"The object of teaching a child is to enable him to get along without his teacher"
About this Quote
A lot of education is a quiet power grab; Hubbard flips the script and calls it out. "The object of teaching a child is to enable him to get along without his teacher" is less a warm aphorism than a stiff ethical standard: if the student still needs you, you failed. The line works because it treats dependence not as a sign of care, but as a symptom of an institution protecting its own relevance.
Hubbard wrote as a turn-of-the-century essayist steeped in self-reliance and the artisan ethos of the Roycroft movement. In that context, the quote reads like a small manifesto against industrial-era schooling that trained compliance for factories and offices. The teacher isn't a foreman shaping workers; the teacher is a temporary scaffold. Once the structure stands, the scaffold should come down.
The subtext is sharper than it looks. Hubbard isn't just praising independence; he's redefining authority as something that should make itself obsolete. That carries an implied critique of adult vanity: the teacher who needs to be needed, the classroom run on charisma and control, the pedagogy that confuses performance with progress. It also anticipates a modern argument about "learning how to learn" - not stockpiling facts, but acquiring the habits and confidence to navigate what you don't know.
The gendered "him" dates it, but the core provocation holds: education's moral endpoint isn't mastery under supervision. It's competent freedom, even when that freedom means leaving the teacher behind.
Hubbard wrote as a turn-of-the-century essayist steeped in self-reliance and the artisan ethos of the Roycroft movement. In that context, the quote reads like a small manifesto against industrial-era schooling that trained compliance for factories and offices. The teacher isn't a foreman shaping workers; the teacher is a temporary scaffold. Once the structure stands, the scaffold should come down.

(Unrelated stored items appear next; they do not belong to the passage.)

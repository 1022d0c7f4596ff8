//! Shared error type.
//!
//! Sub-crates define their own error enums and convert `CoreError` into them
//! via `#[from]` where they need it.

use thiserror::Error;

/// The base error type for `bm-core` and a common variant for sub-crates.
#[derive(Debug, Error)]
pub enum CoreError {
    #[error("configuration error: {0}")]
    Config(String),

    #[error("parse error: {0}")]
    Parse(String),
}

/// Shorthand result type for all `bm-*` crates.
pub type CoreResult<T> = Result<T, CoreError>;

The subtext is sharper than it looks. Hubbard isn't just praising independence; he's redefining authority as something that should make itself obsolete. That carries an implied critique of adult vanity: the teacher who needs to be needed, the classroom run on charisma and control, the pedagogy that confuses performance with progress. It also anticipates a modern argument about "learning how to learn" - not stockpiling facts, but acquiring the habits and confidence to navigate what you don't know.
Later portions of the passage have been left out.